I ritmi sono frenetici e il distanziamento è (quasi) impossibile da attuare. Si tratta del lavoro nei mattatoi, i cui dipendenti sono spesso migranti che vivono in comunità e appartamenti sovraffollati. Il risultato? I macelli di animali – dagli Stati Uniti al Canada, dalla Germania fino all’Italia – sono diventati uno dei nuovi fronti caldi dei focolai di coronavirus. Secondo un’inchiesta del Centers for disease control (Cdc) americano, “Mantenere 1,8 metri di distanza sulle loro linee di produzione è impossibile”. In qualche caso è addirittura impossibile indossare mascherine. I contagi nei colossali stabilimenti degli States, dove 50 impianti lavorano il 98% della carne consumata nel Paese, sono così già arrivati a quota 10mila. A fine aprile 30 macelli a stelle e strisce hanno chiuso i battenti per frenare la pandemia, facendo crollare del 45% la lavorazione di maiali e del 22% quella di bovini e spedendo alle stelle i prezzi della carne. Un uno-due che ha costretto Donald Trump a varare un decreto “salva-hamburger”, dichiarando strategico il settore e attivando il Defense production act per obbligare le aziende a riaprire i battenti malgrado in alcuni impianti quasi il 20% del personale fosse positivo al Covid-19.

Da quanto si apprende da un’inchiesta di Repubblica, i guai della carne made in Usa hanno regalato invece un mese d’oro a Wall Street alle azioni di Beyond Meats, produttore di hamburger e polpette a base di vegetali, che in aprile ha guadagnato il 150%. Il focolaio dei macelli ha colpito anche in Canada ( nel quale il 50% dei 2mila operai dello stabilimento di Calgary è positivo) in Australia alla Cedar Meats (14% di contagi) e in Germania dove sono stati chiusi quattro impianti di abbattimento di animali dove più del 10% dei dipendenti è risultato positivo al tampone.

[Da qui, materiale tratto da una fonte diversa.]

//! In-memory test doubles for the engine, delivery and event ports

#![allow(dead_code)]

use std::collections::{HashMap, HashSet};
use std::path::Path;
use std::sync::atomic::{AtomicBool, AtomicU64, Ordering};
use std::sync::Arc;

use async_trait::async_trait;
use parking_lot::Mutex;
use tokio::sync::Notify;

use splitx_cli::domain::model::*;
use splitx_cli::error::{SplitXError, SplitXResult};
use splitx_cli::ports::*;

/// Ordered record of every port call, shared between fakes
pub type Journal = Arc<Mutex<Vec<String>>>;

pub fn journal() -> Journal {
    Arc::new(Mutex::new(Vec::new()))
}

pub fn entries(journal: &Journal, prefix: &str) -> Vec<String> {
    journal
        .lock()
        .iter()
        .filter(|e| e.starts_with(prefix))
        .cloned()
        .collect()
}

pub fn position(journal: &Journal, entry: &str) -> usize {
    journal
        .lock()
        .iter()
        .position(|e| e == entry)
        .unwrap_or_else(|| panic!("'{}' not found in journal", entry))
}

pub struct FakeEngine {
    pub journal: Journal,
    pub durations: Mutex<HashMap<String, f64>>,
    pub inputs: Mutex<HashSet<String>>,
    pub outputs: Mutex<HashMap<String, Vec<u8>>>,
    pub failing_cuts: Mutex<HashSet<String>>,
    pub fail_write: AtomicBool,
    pub fail_remove: AtomicBool,
    pub block_cuts: AtomicBool,
    pub cut_started: Notify,
    pub release_cut: Notify,
}

impl FakeEngine {
    pub fn new(journal: Journal) -> Self {
        Self {
            journal,
            durations: Mutex::new(HashMap::new()),
            inputs: Mutex::new(HashSet::new()),
            outputs: Mutex::new(HashMap::new()),
            failing_cuts: Mutex::new(HashSet::new()),
            fail_write: AtomicBool::new(false),
            fail_remove: AtomicBool::new(false),
            block_cuts: AtomicBool::new(false),
            cut_started: Notify::new(),
            release_cut: Notify::new(),
        }
    }

    pub fn with_duration(self, name: &str, seconds: f64) -> Self {
        self.durations.lock().insert(name.to_string(), seconds);
        self
    }

    pub fn fail_cut_of(&self, output_name: &str) {
        self.failing_cuts.lock().insert(output_name.to_string());
    }

    pub fn has_output(&self, name: &str) -> bool {
        self.outputs.lock().contains_key(name)
    }

    pub fn has_input(&self, name: &str) -> bool {
        self.inputs.lock().contains(name)
    }

    fn record(&self, entry: String) {
        self.journal.lock().push(entry);
    }
}

#[async_trait]
impl MediaEnginePort for FakeEngine {
    async fn write_input(&self, name: &str, _source: &Path) -> SplitXResult<()> {
        self.record(format!("write_input:{}", name));
        if self.fail_write.load(Ordering::SeqCst) {
            return Err(SplitXError::IoError(std::io::Error::new(
                std::io::ErrorKind::Other,
                "workspace full",
            )));
        }
        self.inputs.lock().insert(name.to_string());
        Ok(())
    }

    async fn probe_duration(&self, name: &str) -> SplitXResult<f64> {
        self.record(format!("probe:{}", name));
        self.durations
            .lock()
            .get(name)
            .copied()
            .ok_or_else(|| SplitXError::ProbeError {
                message: format!("no metadata for {}", name),
            })
    }

    async fn cut(&self, request: &CutRequest) -> SplitXResult<()> {
        self.record(format!("cut:{}", request.output_name));
        if self.block_cuts.load(Ordering::SeqCst) {
            self.cut_started.notify_one();
            self.release_cut.notified().await;
        }
        if self.failing_cuts.lock().contains(&request.output_name) {
            return Err(SplitXError::ClippingError {
                message: "corrupt packet".to_string(),
            });
        }
        let bytes = format!(
            "{}[{}..{}]",
            request.input_name, request.from_seconds, request.to_seconds
        )
        .into_bytes();
        self.outputs
            .lock()
            .insert(request.output_name.clone(), bytes);
        Ok(())
    }

    async fn read_output(&self, name: &str) -> SplitXResult<Vec<u8>> {
        self.record(format!("read_output:{}", name));
        self.outputs
            .lock()
            .get(name)
            .cloned()
            .ok_or_else(|| SplitXError::WorkspaceEntryMissing {
                name: name.to_string(),
            })
    }

    async fn remove_output(&self, name: &str) -> SplitXResult<()> {
        self.record(format!("remove_output:{}", name));
        if self.fail_remove.load(Ordering::SeqCst) {
            return Err(SplitXError::IoError(std::io::Error::new(
                std::io::ErrorKind::PermissionDenied,
                "locked",
            )));
        }
        self.outputs
            .lock()
            .remove(name)
            .map(|_| ())
            .ok_or_else(|| SplitXError::WorkspaceEntryMissing {
                name: name.to_string(),
            })
    }

    async fn remove_input(&self, name: &str) -> SplitXResult<()> {
        self.record(format!("remove_input:{}", name));
        if self.inputs.lock().remove(name) {
            Ok(())
        } else {
            Err(SplitXError::WorkspaceEntryMissing {
                name: name.to_string(),
            })
        }
    }
}

pub struct FakeDelivery {
    pub journal: Journal,
    pub next_id: AtomicU64,
    pub live: Mutex<HashSet<u64>>,
    pub offered: Mutex<Vec<(String, String, usize)>>,
    pub fail_release: AtomicBool,
    pub fail_offer: AtomicBool,
}

impl FakeDelivery {
    pub fn new(journal: Journal) -> Self {
        Self {
            journal,
            next_id: AtomicU64::new(1),
            live: Mutex::new(HashSet::new()),
            offered: Mutex::new(Vec::new()),
            fail_release: AtomicBool::new(false),
            fail_offer: AtomicBool::new(false),
        }
    }

    pub fn live_handles(&self) -> usize {
        self.live.lock().len()
    }
}

#[async_trait]
impl DeliveryPort for FakeDelivery {
    async fn offer(
        &self,
        bytes: Vec<u8>,
        file_name: &str,
        media_type: &str,
    ) -> SplitXResult<DeliveryHandle> {
        if self.fail_offer.load(Ordering::SeqCst) {
            self.journal.lock().push("offer:refused".to_string());
            return Err(SplitXError::IoError(std::io::Error::new(
                std::io::ErrorKind::Other,
                "disk full",
            )));
        }
        let id = self.next_id.fetch_add(1, Ordering::SeqCst);
        self.journal.lock().push(format!("offer:{}", id));
        self.live.lock().insert(id);
        self.offered
            .lock()
            .push((file_name.to_string(), media_type.to_string(), bytes.len()));
        Ok(DeliveryHandle {
            id,
            location: format!("mem://{}", file_name),
        })
    }

    async fn release(&self, handle: &DeliveryHandle) -> SplitXResult<()> {
        self.journal.lock().push(format!("release:{}", handle.id));
        if self.fail_release.load(Ordering::SeqCst) {
            return Err(SplitXError::UnknownDeliveryHandle { id: handle.id });
        }
        if self.live.lock().remove(&handle.id) {
            Ok(())
        } else {
            Err(SplitXError::UnknownDeliveryHandle { id: handle.id })
        }
    }
}

/// Keeps every event and writes processing events into the journal
#[derive(Default)]
pub struct RecordingSink {
    pub events: Mutex<Vec<LifecycleEvent>>,
    pub journal: Journal,
}

impl RecordingSink {
    pub fn events(&self) -> Vec<LifecycleEvent> {
        self.events.lock().clone()
    }

    pub fn last(&self) -> Option<LifecycleEvent> {
        self.events.lock().last().cloned()
    }
}

impl EventSink for RecordingSink {
    fn emit(&self, event: LifecycleEvent) {
        let entry = match &event {
            LifecycleEvent::ProcessingStarted { segment_id } => {
                Some(format!("processing-started:{}", segment_id))
            }
            LifecycleEvent::ProcessingSucceeded { segment_id } => {
                Some(format!("processing-succeeded:{}", segment_id))
            }
            LifecycleEvent::ProcessingFailed { segment_id, .. } => {
                Some(format!("processing-failed:{}", segment_id))
            }
            _ => None,
        };
        if let Some(entry) = entry {
            self.journal.lock().push(entry);
        }
        self.events.lock().push(event);
    }
}

/// Engine, delivery and sink sharing one journal
pub struct Harness {
    pub journal: Journal,
    pub engine: Arc<FakeEngine>,
    pub delivery: Arc<FakeDelivery>,
    pub sink: Arc<RecordingSink>,
}

impl Harness {
    pub fn new() -> Self {
        Self::with_engine(|engine| engine)
    }

    pub fn with_engine(configure: impl FnOnce(FakeEngine) -> FakeEngine) -> Self {
        let journal = journal();
        Self {
            engine: Arc::new(configure(FakeEngine::new(Arc::clone(&journal)))),
            delivery: Arc::new(FakeDelivery::new(Arc::clone(&journal))),
            sink: Arc::new(RecordingSink {
                events: Mutex::new(Vec::new()),
                journal: Arc::clone(&journal),
            }),
            journal,
        }
    }

    pub fn engine_port(&self) -> Arc<dyn MediaEnginePort> {
        Arc::clone(&self.engine) as Arc<dyn MediaEnginePort>
    }

    pub fn delivery_port(&self) -> Arc<dyn DeliveryPort> {
        Arc::clone(&self.delivery) as Arc<dyn DeliveryPort>
    }

    pub fn sink_port(&self) -> Arc<dyn EventSink> {
        Arc::clone(&self.sink) as Arc<dyn EventSink>
    }
}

Coesfeld, in Westfalia, rischia in particolare di diventare l’epicentro di una seconda ondata di contagi in Germania: il distretto è tra i primi ad aver superato la soglia d’allarme di 50 infetti ogni 100mila abitanti. Per giorni, prima che chiudessero i cancelli del mattatoio, il pastore evangelico Peter Kossen ha protestato all’ingresso contro “la moderna schiavitù” cui sarebbero sottoposti i lavoratori, spesso provenienti dall’Est Europa. Sessanta ore di lavoro in sei giorni non sono una rarità, ha raccontato alla Westfaelische Zeitung. In più, molti vivrebbero ammassati in case popolari, spesso più di 5 in un appartamento.

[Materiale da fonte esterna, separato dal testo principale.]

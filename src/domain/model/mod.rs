// Domain models - Core types and data structures

use std::fmt;
use std::path::PathBuf;

use chrono::{DateTime, Utc};
use serde::{Deserialize, Serialize};

use crate::domain::errors::DomainError;

/// A loaded video whose duration is known
///
/// `path` is the caller-owned content handle. Nothing in the core writes to it.
#[derive(Debug, Clone, PartialEq)]
pub struct MediaSource {
    pub name: String,
    pub duration_seconds: f64,
    pub path: PathBuf,
}

impl MediaSource {
    /// Create a new media source
    pub fn new(name: impl Into<String>, duration_seconds: f64, path: impl Into<PathBuf>) -> Self {
        Self {
            name: name.into(),
            duration_seconds,
            path: path.into(),
        }
    }

    /// Whether the duration has been probed to a usable value
    pub fn has_duration(&self) -> bool {
        self.duration_seconds.is_finite() && self.duration_seconds > 0.0
    }
}

/// Split interval in whole minutes, always within `[1, 60]`
#[derive(Debug, Clone, Copy, PartialEq, Eq, Hash, Serialize, Deserialize)]
#[serde(try_from = "u8", into = "u8")]
pub struct SplitInterval(u8);

impl SplitInterval {
    pub const MIN_MINUTES: u8 = 1;
    pub const MAX_MINUTES: u8 = 60;
    pub const DEFAULT_MINUTES: u8 = 30;

    /// Create a split interval, rejecting values outside `[1, 60]`
    pub fn new(minutes: u8) -> Result<Self, DomainError> {
        if !(Self::MIN_MINUTES..=Self::MAX_MINUTES).contains(&minutes) {
            return Err(DomainError::InvalidInput(format!(
                "Split interval must be between {} and {} minutes, got {}",
                Self::MIN_MINUTES,
                Self::MAX_MINUTES,
                minutes
            )));
        }
        Ok(Self(minutes))
    }

    pub fn minutes(&self) -> u8 {
        self.0
    }

    /// Interval length in seconds
    pub fn seconds(&self) -> u32 {
        u32::from(self.0) * 60
    }
}

impl Default for SplitInterval {
    fn default() -> Self {
        Self(Self::DEFAULT_MINUTES)
    }
}

impl TryFrom<u8> for SplitInterval {
    type Error = DomainError;

    fn try_from(minutes: u8) -> Result<Self, Self::Error> {
        Self::new(minutes)
    }
}

impl From<SplitInterval> for u8 {
    fn from(interval: SplitInterval) -> Self {
        interval.0
    }
}

impl fmt::Display for SplitInterval {
    fn fmt(&self, f: &mut fmt::Formatter<'_>) -> fmt::Result {
        write!(f, "{} min", self.0)
    }
}

/// Processing status of one segment
#[derive(Debug, Clone, Copy, PartialEq, Eq, Serialize, Deserialize)]
#[serde(rename_all = "lowercase")]
pub enum SegmentStatus {
    Pending,
    Processing,
    Processed,
}

impl fmt::Display for SegmentStatus {
    fn fmt(&self, f: &mut fmt::Formatter<'_>) -> fmt::Result {
        let label = match self {
            SegmentStatus::Pending => "pending",
            SegmentStatus::Processing => "processing",
            SegmentStatus::Processed => "processed",
        };
        f.write_str(label)
    }
}

/// A contiguous time range of the source with its planned output name
#[derive(Debug, Clone, PartialEq, Serialize, Deserialize)]
pub struct Segment {
    pub id: usize,
    pub from_seconds: f64,
    pub to_seconds: f64,
    pub output_name: String,
    pub status: SegmentStatus,
}

impl Segment {
    /// Length of the segment in seconds
    pub fn duration(&self) -> f64 {
        self.to_seconds - self.from_seconds
    }

    /// 1-based ordinal, as used in output names
    pub fn number(&self) -> usize {
        self.id + 1
    }
}

/// The ordered segments of one source plus what the processor needs to cut them
#[derive(Debug, Clone, PartialEq, Default, Serialize)]
pub struct SegmentPlan {
    /// Name the source was ingested under in the engine workspace
    pub input_name: String,
    /// Media type handed to the delivery surface
    pub media_type: String,
    pub segments: Vec<Segment>,
}

impl SegmentPlan {
    pub fn new(
        input_name: impl Into<String>,
        media_type: impl Into<String>,
        segments: Vec<Segment>,
    ) -> Self {
        Self {
            input_name: input_name.into(),
            media_type: media_type.into(),
            segments,
        }
    }

    pub fn len(&self) -> usize {
        self.segments.len()
    }

    pub fn is_empty(&self) -> bool {
        self.segments.is_empty()
    }

    pub fn get(&self, id: usize) -> Option<&Segment> {
        self.segments.get(id)
    }

    pub(crate) fn get_mut(&mut self, id: usize) -> Option<&mut Segment> {
        self.segments.get_mut(id)
    }
}

/// Stream-copy cut of one time range from an ingested input
#[derive(Debug, Clone, PartialEq)]
pub struct CutRequest {
    pub input_name: String,
    pub output_name: String,
    pub from_seconds: f64,
    pub to_seconds: f64,
}

impl CutRequest {
    /// Build the cut for a planned segment
    pub fn for_segment(input_name: &str, segment: &Segment) -> Self {
        Self {
            input_name: input_name.to_string(),
            output_name: segment.output_name.clone(),
            from_seconds: segment.from_seconds,
            to_seconds: segment.to_seconds,
        }
    }
}

/// Reference issued by the delivery surface; must be released once superseded
#[derive(Debug, Clone, PartialEq, Eq, Serialize)]
pub struct DeliveryHandle {
    pub id: u64,
    pub location: String,
}

/// Result of a successful delivery
#[derive(Debug, Clone, PartialEq, Serialize)]
pub struct Delivery {
    pub segment_id: usize,
    pub file_name: String,
    pub media_type: String,
    pub size_bytes: u64,
    pub handle: DeliveryHandle,
}

/// The single artifact retained by the processor
#[derive(Debug, Clone, PartialEq)]
pub struct ProducedArtifact {
    pub segment_id: usize,
    /// Workspace name the bytes were produced under
    pub output_name: String,
    /// `None` until delivered, or after the handle was released by a partial eviction
    pub delivery: Option<DeliveryHandle>,
}

/// Lifecycle notifications for the presentation layer
#[derive(Debug, Clone, PartialEq, Serialize)]
#[serde(tag = "event", rename_all = "kebab-case")]
pub enum LifecycleEvent {
    LoadingStarted { name: String },
    LoadFailed { reason: String },
    ProcessingStarted { segment_id: usize },
    ProcessingSucceeded { segment_id: usize },
    ProcessingFailed { segment_id: usize, reason: String },
}

/// A lifecycle event stamped with the time it was emitted
#[derive(Debug, Clone, PartialEq, Serialize)]
pub struct EventRecord {
    pub at: DateTime<Utc>,
    #[serde(flatten)]
    pub event: LifecycleEvent,
}

impl EventRecord {
    pub fn now(event: LifecycleEvent) -> Self {
        Self {
            at: Utc::now(),
            event,
        }
    }
}

#[cfg(test)]
mod tests;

Molti lavoratori sono stranieri
A peggiorare la situazione lavorative dei mattatoi è la composizione multietnica del personale: negli Usa gran parte dei lavoratori (pagati attorno ai 13 dollari l’ora) sono migranti sudamericani o asiatici e ben il 14% di loro non parla inglese, in Germania sono rumeni e bulgari, in Australia asiatici. “E i problemi socio-economici possono aver convinto molti di loro a lavorare malgrado i sintomi – scrive la Cdc – convinti anche dai bonus promessi dai datori di lavoro a chi non rimaneva a casa”.

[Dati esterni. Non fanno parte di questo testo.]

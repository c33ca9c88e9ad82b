//! Command-line argument definitions

use std::path::PathBuf;

use clap::Args;
use clap_num::number_range;

fn parse_interval(s: &str) -> Result<u8, String> {
    number_range(s, 1, 60)
}

fn parse_segment_number(s: &str) -> Result<usize, String> {
    number_range(s, 1, usize::MAX)
}

/// Arguments for the plan command
#[derive(Args, Debug)]
pub struct PlanArgs {
    /// Input video file path
    #[arg(short, long)]
    pub input: PathBuf,

    /// Split interval in minutes (1-60)
    #[arg(short = 'm', long, value_name = "MINUTES", value_parser = parse_interval)]
    pub interval: Option<u8>,

    /// Output in JSON format
    #[arg(long)]
    pub json: bool,
}

/// Arguments for the split command
#[derive(Args, Debug)]
pub struct SplitArgs {
    /// Input video file path
    #[arg(short, long)]
    pub input: PathBuf,

    /// Split interval in minutes (1-60)
    #[arg(short = 'm', long, value_name = "MINUTES", value_parser = parse_interval)]
    pub interval: Option<u8>,

    /// Segment number to produce, 1-based (repeatable; default: all segments)
    #[arg(short, long = "segment", value_name = "N", value_parser = parse_segment_number)]
    pub segments: Vec<usize>,

    /// Directory the clips are saved to
    #[arg(short, long)]
    pub output_dir: Option<PathBuf>,
}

La situazione nei mattatoi italiani
L’Italia ha registrato per ora solo un paio di casi: un macello di Palo del Colle, in Puglia, è rimasto chiuso per un paio di settimane dopo 71 casi positivi al coronavirus. Una delle rarissime zone rosse della Campania è stata costruita invece a inizio aprile a Paolisi dopo alcuni casi in un’impresa avicola.